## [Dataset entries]

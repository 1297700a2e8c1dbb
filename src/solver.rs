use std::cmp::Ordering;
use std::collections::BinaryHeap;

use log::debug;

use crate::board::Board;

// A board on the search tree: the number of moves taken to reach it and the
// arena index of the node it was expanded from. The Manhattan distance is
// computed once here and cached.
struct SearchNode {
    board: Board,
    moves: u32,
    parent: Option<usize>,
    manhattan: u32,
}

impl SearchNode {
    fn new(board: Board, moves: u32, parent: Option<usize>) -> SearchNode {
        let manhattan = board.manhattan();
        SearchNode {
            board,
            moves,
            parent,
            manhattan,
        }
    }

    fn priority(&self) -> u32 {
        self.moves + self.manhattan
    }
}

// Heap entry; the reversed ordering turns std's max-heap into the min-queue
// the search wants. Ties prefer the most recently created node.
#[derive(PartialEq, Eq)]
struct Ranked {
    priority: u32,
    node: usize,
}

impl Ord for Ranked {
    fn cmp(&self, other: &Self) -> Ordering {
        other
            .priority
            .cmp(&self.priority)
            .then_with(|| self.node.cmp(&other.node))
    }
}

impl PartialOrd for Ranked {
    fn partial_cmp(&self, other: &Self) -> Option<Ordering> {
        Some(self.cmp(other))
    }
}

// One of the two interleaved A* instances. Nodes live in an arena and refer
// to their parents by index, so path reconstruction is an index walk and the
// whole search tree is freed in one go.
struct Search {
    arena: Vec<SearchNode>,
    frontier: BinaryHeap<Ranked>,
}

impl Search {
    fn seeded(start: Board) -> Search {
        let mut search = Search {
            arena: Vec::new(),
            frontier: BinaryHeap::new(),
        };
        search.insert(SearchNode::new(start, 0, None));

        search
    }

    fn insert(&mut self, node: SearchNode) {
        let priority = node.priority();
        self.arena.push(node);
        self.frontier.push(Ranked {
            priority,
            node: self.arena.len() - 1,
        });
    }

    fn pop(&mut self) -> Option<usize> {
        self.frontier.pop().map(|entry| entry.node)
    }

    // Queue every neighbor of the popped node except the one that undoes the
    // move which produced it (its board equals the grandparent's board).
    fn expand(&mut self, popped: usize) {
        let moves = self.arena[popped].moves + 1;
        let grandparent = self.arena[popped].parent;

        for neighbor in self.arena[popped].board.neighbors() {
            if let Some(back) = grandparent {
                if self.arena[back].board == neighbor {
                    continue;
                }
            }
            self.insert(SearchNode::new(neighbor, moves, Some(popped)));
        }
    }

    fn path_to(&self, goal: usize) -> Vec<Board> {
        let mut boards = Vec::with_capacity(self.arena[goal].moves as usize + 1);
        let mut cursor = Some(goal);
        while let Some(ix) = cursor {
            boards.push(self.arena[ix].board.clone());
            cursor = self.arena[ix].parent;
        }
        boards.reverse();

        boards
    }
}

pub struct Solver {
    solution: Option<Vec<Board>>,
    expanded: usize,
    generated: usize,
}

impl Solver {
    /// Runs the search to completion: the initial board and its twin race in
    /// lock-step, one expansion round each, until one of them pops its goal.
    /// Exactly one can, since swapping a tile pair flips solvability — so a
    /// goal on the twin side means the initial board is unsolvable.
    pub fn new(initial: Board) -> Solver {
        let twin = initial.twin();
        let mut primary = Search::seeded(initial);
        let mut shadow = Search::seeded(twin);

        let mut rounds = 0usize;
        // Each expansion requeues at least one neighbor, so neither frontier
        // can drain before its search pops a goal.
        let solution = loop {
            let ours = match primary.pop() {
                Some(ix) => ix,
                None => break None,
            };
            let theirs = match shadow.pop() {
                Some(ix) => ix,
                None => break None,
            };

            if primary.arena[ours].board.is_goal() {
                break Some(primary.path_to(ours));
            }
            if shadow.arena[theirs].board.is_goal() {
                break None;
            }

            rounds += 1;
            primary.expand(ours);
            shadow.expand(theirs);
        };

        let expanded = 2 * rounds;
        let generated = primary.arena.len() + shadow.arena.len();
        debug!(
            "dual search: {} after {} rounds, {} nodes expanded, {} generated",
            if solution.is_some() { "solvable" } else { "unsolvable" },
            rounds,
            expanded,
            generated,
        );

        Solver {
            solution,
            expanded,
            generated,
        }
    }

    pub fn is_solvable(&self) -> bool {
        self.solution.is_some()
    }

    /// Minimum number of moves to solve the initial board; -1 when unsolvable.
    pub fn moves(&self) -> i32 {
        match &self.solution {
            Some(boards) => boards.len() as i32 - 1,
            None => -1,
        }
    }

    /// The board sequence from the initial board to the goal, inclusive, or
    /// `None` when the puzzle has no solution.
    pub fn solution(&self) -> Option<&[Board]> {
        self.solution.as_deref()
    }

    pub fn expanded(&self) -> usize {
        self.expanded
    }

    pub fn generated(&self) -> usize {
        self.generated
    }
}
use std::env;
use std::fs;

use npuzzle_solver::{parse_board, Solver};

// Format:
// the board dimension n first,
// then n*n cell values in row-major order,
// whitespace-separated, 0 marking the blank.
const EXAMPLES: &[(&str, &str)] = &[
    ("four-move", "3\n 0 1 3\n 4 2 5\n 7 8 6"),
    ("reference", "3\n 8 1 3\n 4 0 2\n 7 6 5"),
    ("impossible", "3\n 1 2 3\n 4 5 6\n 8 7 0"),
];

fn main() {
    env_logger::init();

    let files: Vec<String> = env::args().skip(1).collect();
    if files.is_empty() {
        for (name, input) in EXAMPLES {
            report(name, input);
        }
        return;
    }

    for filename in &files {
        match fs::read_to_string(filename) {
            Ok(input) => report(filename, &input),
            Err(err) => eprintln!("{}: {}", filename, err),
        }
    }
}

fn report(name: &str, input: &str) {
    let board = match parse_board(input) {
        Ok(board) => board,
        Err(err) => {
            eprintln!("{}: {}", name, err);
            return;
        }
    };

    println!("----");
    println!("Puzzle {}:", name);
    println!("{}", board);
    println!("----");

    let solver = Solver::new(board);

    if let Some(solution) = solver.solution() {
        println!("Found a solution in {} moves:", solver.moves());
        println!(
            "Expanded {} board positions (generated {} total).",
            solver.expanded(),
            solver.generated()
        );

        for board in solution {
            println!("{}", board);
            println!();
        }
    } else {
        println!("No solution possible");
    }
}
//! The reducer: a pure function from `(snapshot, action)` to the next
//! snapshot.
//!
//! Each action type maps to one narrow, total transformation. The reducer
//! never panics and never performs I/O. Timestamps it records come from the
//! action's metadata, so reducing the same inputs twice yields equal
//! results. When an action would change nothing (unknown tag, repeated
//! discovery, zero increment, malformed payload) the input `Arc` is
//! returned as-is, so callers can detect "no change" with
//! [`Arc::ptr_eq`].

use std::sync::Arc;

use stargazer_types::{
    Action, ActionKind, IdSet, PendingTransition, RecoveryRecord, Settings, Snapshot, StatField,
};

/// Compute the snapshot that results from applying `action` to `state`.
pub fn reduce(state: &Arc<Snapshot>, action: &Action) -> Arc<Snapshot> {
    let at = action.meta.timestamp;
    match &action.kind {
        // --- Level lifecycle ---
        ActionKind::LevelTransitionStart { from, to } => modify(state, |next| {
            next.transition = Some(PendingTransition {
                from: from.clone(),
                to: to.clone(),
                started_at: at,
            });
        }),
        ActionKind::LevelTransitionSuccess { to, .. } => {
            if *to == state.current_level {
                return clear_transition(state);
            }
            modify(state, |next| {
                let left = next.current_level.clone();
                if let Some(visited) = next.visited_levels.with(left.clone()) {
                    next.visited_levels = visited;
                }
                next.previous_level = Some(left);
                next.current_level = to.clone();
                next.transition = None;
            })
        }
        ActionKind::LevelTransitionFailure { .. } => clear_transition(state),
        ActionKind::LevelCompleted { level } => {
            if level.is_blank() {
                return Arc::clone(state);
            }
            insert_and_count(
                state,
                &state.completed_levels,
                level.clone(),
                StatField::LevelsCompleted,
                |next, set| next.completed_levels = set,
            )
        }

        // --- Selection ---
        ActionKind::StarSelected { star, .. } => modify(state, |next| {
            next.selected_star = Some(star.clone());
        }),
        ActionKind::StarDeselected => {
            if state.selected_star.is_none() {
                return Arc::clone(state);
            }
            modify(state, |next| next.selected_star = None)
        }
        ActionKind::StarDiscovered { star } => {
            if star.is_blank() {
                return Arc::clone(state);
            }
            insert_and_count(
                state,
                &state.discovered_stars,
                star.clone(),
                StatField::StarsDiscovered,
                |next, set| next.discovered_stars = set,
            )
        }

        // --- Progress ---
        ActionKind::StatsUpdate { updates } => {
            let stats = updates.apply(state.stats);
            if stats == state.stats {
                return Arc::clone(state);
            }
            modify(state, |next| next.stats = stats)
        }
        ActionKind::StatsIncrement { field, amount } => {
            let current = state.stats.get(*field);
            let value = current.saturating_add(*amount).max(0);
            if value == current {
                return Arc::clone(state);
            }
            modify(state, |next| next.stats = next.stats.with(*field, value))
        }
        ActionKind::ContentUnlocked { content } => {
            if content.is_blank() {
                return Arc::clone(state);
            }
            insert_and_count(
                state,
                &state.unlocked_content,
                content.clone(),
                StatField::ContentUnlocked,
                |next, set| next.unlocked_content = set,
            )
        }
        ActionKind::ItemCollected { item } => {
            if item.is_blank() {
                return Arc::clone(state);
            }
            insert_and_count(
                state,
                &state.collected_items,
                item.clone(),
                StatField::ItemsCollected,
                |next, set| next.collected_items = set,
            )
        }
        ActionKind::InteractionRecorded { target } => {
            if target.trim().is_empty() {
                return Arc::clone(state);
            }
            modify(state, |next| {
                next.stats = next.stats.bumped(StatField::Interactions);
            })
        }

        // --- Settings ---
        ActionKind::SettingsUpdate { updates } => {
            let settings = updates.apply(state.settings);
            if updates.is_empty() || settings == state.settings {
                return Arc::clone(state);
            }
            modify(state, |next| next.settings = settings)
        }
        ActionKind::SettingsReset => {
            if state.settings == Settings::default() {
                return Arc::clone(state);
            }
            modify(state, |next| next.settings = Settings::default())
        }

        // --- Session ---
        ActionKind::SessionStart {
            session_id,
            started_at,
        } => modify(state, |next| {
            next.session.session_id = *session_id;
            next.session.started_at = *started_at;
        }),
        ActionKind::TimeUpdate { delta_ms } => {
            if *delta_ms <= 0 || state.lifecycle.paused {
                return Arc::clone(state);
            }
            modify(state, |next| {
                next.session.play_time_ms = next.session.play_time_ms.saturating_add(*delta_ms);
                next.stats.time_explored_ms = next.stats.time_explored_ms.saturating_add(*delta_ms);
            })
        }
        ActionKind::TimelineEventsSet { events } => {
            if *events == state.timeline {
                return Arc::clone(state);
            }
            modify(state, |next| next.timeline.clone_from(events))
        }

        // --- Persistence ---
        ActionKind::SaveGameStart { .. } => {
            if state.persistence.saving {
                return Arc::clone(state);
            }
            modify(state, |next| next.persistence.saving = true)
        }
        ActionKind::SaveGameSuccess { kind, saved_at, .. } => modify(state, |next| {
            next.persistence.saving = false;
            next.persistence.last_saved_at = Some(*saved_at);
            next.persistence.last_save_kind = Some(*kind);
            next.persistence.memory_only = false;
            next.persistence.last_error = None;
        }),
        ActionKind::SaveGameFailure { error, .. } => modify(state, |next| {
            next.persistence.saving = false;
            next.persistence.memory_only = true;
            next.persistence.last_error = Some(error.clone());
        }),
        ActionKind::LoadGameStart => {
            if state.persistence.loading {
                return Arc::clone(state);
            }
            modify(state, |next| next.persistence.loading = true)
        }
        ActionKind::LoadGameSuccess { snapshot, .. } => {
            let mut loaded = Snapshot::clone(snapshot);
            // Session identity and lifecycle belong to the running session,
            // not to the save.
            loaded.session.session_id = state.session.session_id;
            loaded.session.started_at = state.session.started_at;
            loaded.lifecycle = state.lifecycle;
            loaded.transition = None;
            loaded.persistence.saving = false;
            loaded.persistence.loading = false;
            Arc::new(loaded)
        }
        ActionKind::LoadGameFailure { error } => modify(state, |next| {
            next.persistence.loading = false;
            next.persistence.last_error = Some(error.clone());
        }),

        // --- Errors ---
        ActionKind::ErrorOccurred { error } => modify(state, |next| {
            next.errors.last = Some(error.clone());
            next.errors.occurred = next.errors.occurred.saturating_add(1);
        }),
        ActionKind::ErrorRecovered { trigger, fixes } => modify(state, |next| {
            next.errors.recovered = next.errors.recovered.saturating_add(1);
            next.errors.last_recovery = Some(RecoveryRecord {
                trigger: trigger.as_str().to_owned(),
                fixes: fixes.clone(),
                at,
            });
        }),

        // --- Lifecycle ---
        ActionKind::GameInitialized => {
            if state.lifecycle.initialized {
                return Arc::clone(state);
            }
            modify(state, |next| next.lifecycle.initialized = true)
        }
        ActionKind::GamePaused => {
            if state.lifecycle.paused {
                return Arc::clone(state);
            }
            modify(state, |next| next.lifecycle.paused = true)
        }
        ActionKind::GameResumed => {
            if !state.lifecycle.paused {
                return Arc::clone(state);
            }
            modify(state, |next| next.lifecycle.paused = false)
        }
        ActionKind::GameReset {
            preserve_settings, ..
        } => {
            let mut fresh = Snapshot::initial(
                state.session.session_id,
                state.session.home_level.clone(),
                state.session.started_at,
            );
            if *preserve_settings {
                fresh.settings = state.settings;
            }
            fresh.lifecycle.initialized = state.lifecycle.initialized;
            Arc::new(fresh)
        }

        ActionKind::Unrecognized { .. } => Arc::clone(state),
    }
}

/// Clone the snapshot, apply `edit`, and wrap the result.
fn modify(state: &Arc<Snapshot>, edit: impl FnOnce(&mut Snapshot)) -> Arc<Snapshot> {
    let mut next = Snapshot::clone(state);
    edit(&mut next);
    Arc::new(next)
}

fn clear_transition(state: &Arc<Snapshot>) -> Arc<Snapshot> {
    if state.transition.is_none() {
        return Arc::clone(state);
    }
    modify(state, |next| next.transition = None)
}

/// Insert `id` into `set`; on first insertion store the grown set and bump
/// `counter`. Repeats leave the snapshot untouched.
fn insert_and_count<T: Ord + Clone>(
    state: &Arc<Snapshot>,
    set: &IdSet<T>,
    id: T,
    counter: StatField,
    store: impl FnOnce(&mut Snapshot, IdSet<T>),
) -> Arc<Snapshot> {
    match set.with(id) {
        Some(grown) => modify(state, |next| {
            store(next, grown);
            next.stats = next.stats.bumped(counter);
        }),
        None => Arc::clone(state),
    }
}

## [What is needed]
Working through the records, find each line containing the word "boards" and copy it.

## [Finished task]
        let mut boards = Vec::with_capacity(self.arena[goal].moves as usize + 1);
            boards.push(self.arena[ix].board.clone());
        boards.reverse();
        boards
            Some(boards) => boards.len() as i32 - 1,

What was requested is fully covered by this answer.